Significantly, neither the private nor the public respondent has filed any pleading to refute the
aforementioned postulate of the Solicitor General.
Understandably, the sole error attributed to the NLRC and the POEA is that there is no legal basis to
require petitioners to pay private respondent medical compensation benefits equal to 75% of his salaries for
four (4) months.
Petitioners are correct.
The POEA Administrator, in finding petitioners liable to private respondent for medical benefits accruing to
the latter under the Social Insurance Law of Saudi Arabia, took judicial notice of the said law. To this extent, the
POEA Administrator's actuations are legally defensible. We have earlier ruled in Norse Management Co.

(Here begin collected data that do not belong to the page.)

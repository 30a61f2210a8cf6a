//! Storage error types for the diagram store backends.

use serde::{Deserialize, Serialize};
use thiserror::Error;

/// Storage operation errors.
#[derive(Error, Debug, Clone, Serialize, Deserialize)]
#[serde(tag = "type", rename_all = "SCREAMING_SNAKE_CASE")]
pub enum StorageError {
    /// Entity not found (or not owned by the caller)
    #[error("Entity not found: {entity_type} with id {entity_id}")]
    NotFound {
        entity_type: String,
        entity_id: String,
    },
    /// Database connection error
    #[error("Connection error: {0}")]
    ConnectionError(String),
    /// General storage error
    #[error("Storage error: {0}")]
    Other(String),
}

impl StorageError {
    pub fn diagram_not_found(id: impl ToString) -> Self {
        StorageError::NotFound {
            entity_type: "diagram".to_string(),
            entity_id: id.to_string(),
        }
    }
}
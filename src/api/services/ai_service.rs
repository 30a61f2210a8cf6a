//! AI gateway client for chat completions.

use async_trait::async_trait;
use reqwest::{Client, StatusCode};
use serde::{Deserialize, Serialize};
use serde_json::json;
use std::env;
use thiserror::Error;
use tracing::{debug, warn};

pub const DEFAULT_GATEWAY_URL: &str = "https://ai.gateway.lovable.dev/v1/chat/completions";
pub const DEFAULT_MODEL: &str = "google/gemini-2.5-flash";

#[derive(Debug, Clone, Copy, PartialEq, Eq, Serialize, Deserialize)]
#[serde(rename_all = "lowercase")]
pub enum ChatRole {
    System,
    User,
}

#[derive(Debug, Clone, PartialEq, Eq, Serialize, Deserialize)]
pub struct ChatMessage {
    pub role: ChatRole,
    pub content: String,
}

impl ChatMessage {
    pub fn system(content: impl Into<String>) -> Self {
        Self {
            role: ChatRole::System,
            content: content.into(),
        }
    }

    pub fn user(content: impl Into<String>) -> Self {
        Self {
            role: ChatRole::User,
            content: content.into(),
        }
    }
}

/// Failures talking to the completion service.
#[derive(Debug, Clone, Error)]
pub enum CompletionError {
    #[error("AI gateway API key not configured")]
    MissingApiKey,
    #[error("AI gateway rate limit exceeded")]
    RateLimited,
    #[error("AI gateway requires payment")]
    PaymentRequired,
    #[error("AI gateway returned error {status}: {body}")]
    Status { status: u16, body: String },
    #[error("AI gateway response contained no content")]
    EmptyContent,
    #[error("Failed to send request to AI gateway: {0}")]
    Transport(String),
    #[error("Failed to parse AI gateway response: {0}")]
    Decode(String),
}

/// Chat-completion collaborator.
#[async_trait]
pub trait CompletionClient: Send + Sync {
    /// Send the ordered messages and return the first choice's content.
    async fn complete(&self, messages: &[ChatMessage]) -> Result<String, CompletionError>;
}

/// Completion client for an OpenAI-compatible gateway.
pub struct GatewayCompletionClient {
    client: Client,
    api_key: Option<String>,
    url: String,
    model: String,
}

impl GatewayCompletionClient {
    pub fn new(api_key: Option<String>, url: impl Into<String>, model: impl Into<String>) -> Self {
        Self {
            client: Client::new(),
            api_key: api_key.filter(|key| !key.trim().is_empty()),
            url: url.into(),
            model: model.into(),
        }
    }

    /// Configure from `AI_GATEWAY_API_KEY`, `AI_GATEWAY_URL` and `AI_MODEL`.
    ///
    /// A missing key is not fatal here; each request then fails with
    /// [`CompletionError::MissingApiKey`].
    pub fn from_env() -> Self {
        let api_key = env::var("AI_GATEWAY_API_KEY").ok();
        let url = env::var("AI_GATEWAY_URL").unwrap_or_else(|_| DEFAULT_GATEWAY_URL.to_string());
        let model = env::var("AI_MODEL").unwrap_or_else(|_| DEFAULT_MODEL.to_string());

        if api_key.is_none() {
            warn!("AI_GATEWAY_API_KEY not configured; diagram generation will fail");
        }

        Self::new(api_key, url, model)
    }

    pub fn is_configured(&self) -> bool {
        self.api_key.is_some()
    }
}

#[async_trait]
impl CompletionClient for GatewayCompletionClient {
    async fn complete(&self, messages: &[ChatMessage]) -> Result<String, CompletionError> {
        let api_key = self.api_key.as_ref().ok_or(CompletionError::MissingApiKey)?;

        let request_body = json!({
            "model": self.model,
            "messages": messages,
        });

        debug!(model = %self.model, url = %self.url, "Sending completion request");

        let response = self
            .client
            .post(&self.url)
            .header("Authorization", format!("Bearer {}", api_key))
            .header("Content-Type", "application/json")
            .json(&request_body)
            .send()
            .await
            .map_err(|e| CompletionError::Transport(e.to_string()))?;

        let status = response.status();
        if !status.is_success() {
            let error_text = response.text().await.unwrap_or_default();
            warn!("AI gateway error {}: {}", status, error_text);
            return Err(if status == StatusCode::TOO_MANY_REQUESTS {
                CompletionError::RateLimited
            } else if status == StatusCode::PAYMENT_REQUIRED {
                CompletionError::PaymentRequired
            } else {
                CompletionError::Status {
                    status: status.as_u16(),
                    body: error_text,
                }
            });
        }

        let response_json: serde_json::Value = response
            .json()
            .await
            .map_err(|e| CompletionError::Decode(e.to_string()))?;

        first_choice_content(&response_json)
    }
}

/// `choices[0].message.content`, rejecting missing or blank content.
pub fn first_choice_content(response: &serde_json::Value) -> Result<String, CompletionError> {
    response
        .get("choices")
        .and_then(|c| c.as_array())
        .and_then(|arr| arr.first())
        .and_then(|choice| choice.get("message"))
        .and_then(|msg| msg.get("content"))
        .and_then(|c| c.as_str())
        .filter(|content| !content.trim().is_empty())
        .map(str::to_string)
        .ok_or(CompletionError::EmptyContent)
}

(PTE) vs. National Seamen Board[12] that evidence is usually a matter of procedure of which a mere quasi-
judicial body is not strict about. Although in a long line of cases, we have ruled that a foreign law, being a
matter of evidence must be alleged and proved, in order to be recognized and applied in a particular
controversy involving conflicts of laws, jurisprudence on this matter was not meant to apply to cases before
administrative or quasi-judicial bodies in the light of the well-settled rule that administrative and quasi-judicial
bodies are not bound strictly by technical rules. [13] Nonetheless, only to this extent were the acts of the POEA
Administrator amply supported by the law. Her actual application thereof, however, is starkly erroneous.

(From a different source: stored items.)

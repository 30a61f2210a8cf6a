use diagram_gen_api::middleware::init_tracing;
use diagram_gen_api::routes::{AppState, build_app};
use std::error::Error as StdError;
use std::net::SocketAddr;
use tracing::{error, info};

// Panic hook to catch and log panics
fn setup_panic_hook() {
    std::panic::set_hook(Box::new(|panic_info| {
        let message = panic_info
            .payload()
            .downcast_ref::<&str>()
            .map(|s| s.to_string())
            .or_else(|| panic_info.payload().downcast_ref::<String>().cloned())
            .unwrap_or_else(|| "unknown panic payload".to_string());
        let location = panic_info
            .location()
            .map(|l| format!("{}:{}:{}", l.file(), l.line(), l.column()))
            .unwrap_or_default();
        error!(%location, "PANIC occurred: {}", message);
        eprintln!("PANIC at {}: {}", location, message);
    }));
}

#[tokio::main(flavor = "multi_thread")]
async fn main() -> Result<(), Box<dyn StdError + Send + Sync + 'static>> {
    init_tracing();
    setup_panic_hook();
    info!("Application starting...");

    let app_state = AppState::from_env().await.map_err(|e| {
        error!("Failed to initialize application state: {:#}", e);
        e
    })?;
    if app_state.is_postgres() {
        info!("PostgreSQL storage enabled");
    }

    let app = build_app(app_state);

    // Run server on configurable port (default 8081 for API)
    let port: u16 = std::env::var("PORT")
        .ok()
        .and_then(|p| p.parse().ok())
        .unwrap_or(8081);
    let addr = SocketAddr::from(([0, 0, 0, 0], port));

    let listener = tokio::net::TcpListener::bind(addr).await?;
    info!("Server listening on {}", addr);
    info!("Health check available at http://{}/health", addr);

    axum::serve(listener, app)
        .with_graceful_shutdown(shutdown_signal())
        .await?;

    info!("Server shutdown complete");
    Ok(())
}

// Handle both SIGINT (Ctrl+C) and SIGTERM (Docker stop)
#[cfg(unix)]
async fn shutdown_signal() {
    use tokio::signal::unix::{SignalKind, signal};

    let mut sigterm = match signal(SignalKind::terminate()) {
        Ok(s) => s,
        Err(e) => {
            error!("Failed to install SIGTERM handler: {}", e);
            let _ = tokio::signal::ctrl_c().await;
            return;
        }
    };
    tokio::select! {
        _ = tokio::signal::ctrl_c() => {
            info!("SIGINT received, shutting down gracefully");
        }
        _ = sigterm.recv() => {
            info!("SIGTERM received, shutting down gracefully");
        }
    }
}

#[cfg(not(unix))]
async fn shutdown_signal() {
    let _ = tokio::signal::ctrl_c().await;
    info!("Shutdown signal received");
}
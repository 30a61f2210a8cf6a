//! In-memory diagram store tests.

use chrono::{Duration, Utc};
use diagram_gen_api::models::{DiagramRecord, DiagramStyle, NewDiagram, SharingUpdate};
use diagram_gen_api::storage::{DiagramStore, InMemoryDiagramStore, StorageError};
use uuid::Uuid;

fn new_diagram(prompt: &str) -> NewDiagram {
    NewDiagram {
        prompt: prompt.to_string(),
        style: DiagramStyle::Aws,
        diagram_data: "graph TD\n  A --> B".to_string(),
    }
}

fn aged_record(user_id: Uuid, prompt: &str, minutes_ago: i64) -> DiagramRecord {
    let mut record = DiagramRecord::new(user_id, new_diagram(prompt));
    record.created_at = Utc::now() - Duration::minutes(minutes_ago);
    record
}

#[tokio::test]
async fn test_insert_and_get() {
    let store = InMemoryDiagramStore::new();
    let user_id = Uuid::new_v4();

    let saved = store.insert(user_id, new_diagram("first")).await.unwrap();
    let loaded = store.get(saved.id).await.unwrap().unwrap();

    assert_eq!(loaded, saved);
    assert_eq!(loaded.user_id, user_id);
    assert_eq!(loaded.style, DiagramStyle::Aws);
    assert!(!loaded.is_public);
    assert!(store.get(Uuid::new_v4()).await.unwrap().is_none());
}

#[tokio::test]
async fn test_list_is_newest_first_and_limited() {
    let store = InMemoryDiagramStore::new();
    let user_id = Uuid::new_v4();
    store.put(aged_record(user_id, "oldest", 30)).await;
    store.put(aged_record(user_id, "middle", 20)).await;
    store.put(aged_record(user_id, "newest", 10)).await;
    store.put(aged_record(Uuid::new_v4(), "someone else", 5)).await;

    let all = store.list_for_user(user_id, 20).await.unwrap();
    let prompts: Vec<&str> = all.iter().map(|r| r.prompt.as_str()).collect();
    assert_eq!(prompts, vec!["newest", "middle", "oldest"]);

    let limited = store.list_for_user(user_id, 2).await.unwrap();
    assert_eq!(limited.len(), 2);
    assert_eq!(limited[0].prompt, "newest");
}

#[tokio::test]
async fn test_update_sharing_by_owner() {
    let store = InMemoryDiagramStore::new();
    let user_id = Uuid::new_v4();
    let saved = store.insert(user_id, new_diagram("share me")).await.unwrap();
    let expires_at = Utc::now() + Duration::days(7);

    let updated = store
        .update_sharing(
            saved.id,
            user_id,
            SharingUpdate {
                is_public: true,
                expires_at: Some(expires_at),
            },
        )
        .await
        .unwrap();

    assert!(updated.is_public);
    assert_eq!(updated.expires_at, Some(expires_at));
    assert_eq!(updated.share_token, saved.share_token);
}

#[tokio::test]
async fn test_non_owner_mutations_are_not_found() {
    let store = InMemoryDiagramStore::new();
    let owner = Uuid::new_v4();
    let intruder = Uuid::new_v4();
    let saved = store.insert(owner, new_diagram("private")).await.unwrap();

    let update = store
        .update_sharing(
            saved.id,
            intruder,
            SharingUpdate {
                is_public: true,
                expires_at: None,
            },
        )
        .await;
    assert!(matches!(update, Err(StorageError::NotFound { .. })));

    let delete = store.delete(saved.id, intruder).await;
    assert!(matches!(delete, Err(StorageError::NotFound { .. })));

    let unchanged = store.get(saved.id).await.unwrap().unwrap();
    assert!(!unchanged.is_public);
}

#[tokio::test]
async fn test_delete_by_owner() {
    let store = InMemoryDiagramStore::new();
    let user_id = Uuid::new_v4();
    let saved = store.insert(user_id, new_diagram("short lived")).await.unwrap();

    store.delete(saved.id, user_id).await.unwrap();

    assert!(store.get(saved.id).await.unwrap().is_none());
    assert!(matches!(
        store.delete(saved.id, user_id).await,
        Err(StorageError::NotFound { .. })
    ));
}

#[tokio::test]
async fn test_find_by_share_token() {
    let store = InMemoryDiagramStore::new();
    let saved = store
        .insert(Uuid::new_v4(), new_diagram("tokened"))
        .await
        .unwrap();

    let found = store.find_by_share_token(&saved.share_token).await.unwrap();
    assert_eq!(found.map(|r| r.id), Some(saved.id));

    assert!(store.find_by_share_token("missing").await.unwrap().is_none());
}
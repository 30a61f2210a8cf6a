//! Storage trait definitions for the diagram store backends.

use crate::models::{DiagramRecord, NewDiagram, SharingUpdate};
use uuid::Uuid;

pub const DEFAULT_HISTORY_LIMIT: usize = 20;
pub const MAX_HISTORY_LIMIT: usize = 100;

/// Persistence for diagram records.
///
/// Mutations take the caller's user id and treat records owned by someone
/// else as missing.
#[async_trait::async_trait]
pub trait DiagramStore: Send + Sync {
    /// Save a new private record with a fresh share token
    async fn insert(
        &self,
        user_id: Uuid,
        diagram: NewDiagram,
    ) -> Result<DiagramRecord, super::StorageError>;

    /// Get a record by id, whoever owns it
    async fn get(&self, id: Uuid) -> Result<Option<DiagramRecord>, super::StorageError>;

    /// Most recent records of a user, newest first
    async fn list_for_user(
        &self,
        user_id: Uuid,
        limit: usize,
    ) -> Result<Vec<DiagramRecord>, super::StorageError>;

    /// Change visibility and expiration of an owned record
    async fn update_sharing(
        &self,
        id: Uuid,
        user_id: Uuid,
        update: SharingUpdate,
    ) -> Result<DiagramRecord, super::StorageError>;

    /// Delete an owned record
    async fn delete(&self, id: Uuid, user_id: Uuid) -> Result<(), super::StorageError>;

    /// Raw lookup by share token; visibility is checked by the reader
    async fn find_by_share_token(
        &self,
        share_token: &str,
    ) -> Result<Option<DiagramRecord>, super::StorageError>;
}
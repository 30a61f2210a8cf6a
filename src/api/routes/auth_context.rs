//! Authentication context utilities.
//!
//! Provides the extractor that turns a bearer token into the caller's user id.

use super::app_state::AppState;
use super::error::ApiError;
use crate::services::{Claims, JwtService};
use axum::extract::FromRequestParts;
use axum::http::request::Parts;
use uuid::Uuid;

/// Authentication context extracted from request
#[derive(Clone, Debug)]
pub struct AuthContext {
    pub user_id: Uuid,
}

impl AuthContext {
    /// Validate a raw token and build the context from its claims.
    pub fn from_token(jwt: &JwtService, token: &str) -> Result<Self, ApiError> {
        let claims = jwt.validate(token).map_err(|e| {
            tracing::warn!("JWT validation failed: {}", e);
            ApiError::unauthorized("Invalid or expired token")
        })?;
        Self::from_claims(claims)
    }

    fn from_claims(claims: Claims) -> Result<Self, ApiError> {
        let user_id = claims.user_id().ok_or_else(|| {
            tracing::warn!("JWT subject is not a user id: {}", claims.sub);
            ApiError::unauthorized("Invalid token subject")
        })?;
        Ok(Self { user_id })
    }
}

impl FromRequestParts<AppState> for AuthContext {
    type Rejection = ApiError;

    async fn from_request_parts(
        parts: &mut Parts,
        state: &AppState,
    ) -> Result<Self, Self::Rejection> {
        let token = parts
            .headers
            .get(axum::http::header::AUTHORIZATION)
            .and_then(|h| h.to_str().ok())
            .and_then(JwtService::extract_bearer_token)
            .ok_or_else(|| {
                tracing::warn!("No authorization token provided");
                ApiError::unauthorized("Authorization required")
            })?;

        Self::from_token(&state.jwt, token)
    }
}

Section 6(a) of the Overseas Employment Agreement entered into and signed by the private parties
herein, provides that "Workmen's Compensation insurance benefits will be provided within the limits of the
compensation law of the host country."[14] That compensation for disability was to be provided in accordance
with the law of the host country, Saudi Arabia, is a necessary consequence of the compulsory coverage under
the General Organization for Social Insurance Law of Saudi Arabia (hereafter, GOSI Law of Saudi Arabia),
upon all workers, regardless of nationality, sex or age, who render their services within the territory of Saudi
Arabia by virtue of a labor contract.
Article 49 of the GOSI Law of Saudi Arabia provides that the General Organization shall pay to the
beneficiaries the insurance compensation, the employer being under no obligation to pay any allowance to the
insured or to his heirs unless the injury has been intentionally caused by the employer or the injury has
occurred by reason of the latter's gross error or failure to abide by the GOSI Law or the rules relating to
occupational health and safety.[15]
Under the GOSI Law of Saudi Arabia as pleaded by petitioners clearly the obligation to pay medical
benefits as compensation for work-related injury or illness, devolves upon the General Organization and not
upon petitioners. Furthermore, after taking judicial notice of the GOSI Law of Saudi Arabia, the POEA
Administrator considered the said law as one of a similar nature as that of our own compensation laws. Thus,
in awarding the medical benefits to private respondent, she rationalized the same by quoting Article 166 of the
Labor Code of the Philippines which provides that "the State shall promote and develop a tax-exempt
employees' compensation program whereby employees x x x in the event of work-connected disability or
death, may promptly secure adequate income benefit and medical or related benefits." Indeed, we may
postulate further that the policies underlying our compensation laws and the GOSI Law of Saudi Arabia being
similar, the nature thereof could not be so dissimilar. Suffice it to say that our own compensation program
imposes on the employer nothing more than the obligation to remit monthly premiums to the State Insurance
Fund and it is the latter, not the employer, on which is laid the burden of compensating the employee for any
disability; in fact, once the employer pays his share to the fund, all obligation on his part to his employees is
ended.[16] No showing at all has there been that petitioners had failed to comply with its obligations as employer
under the GOSI Law of Saudi Arabia.
WHEREFORE, the petition for certiorari is GRANTED. The decisions of the POEA Administrator and of the
NLRC are hereby ANNULLED and SET ASIDE. No pronouncement as to costs.
Padilla (Chairman), Bellosillo, Vitug, and Kapunan, JJ., concur.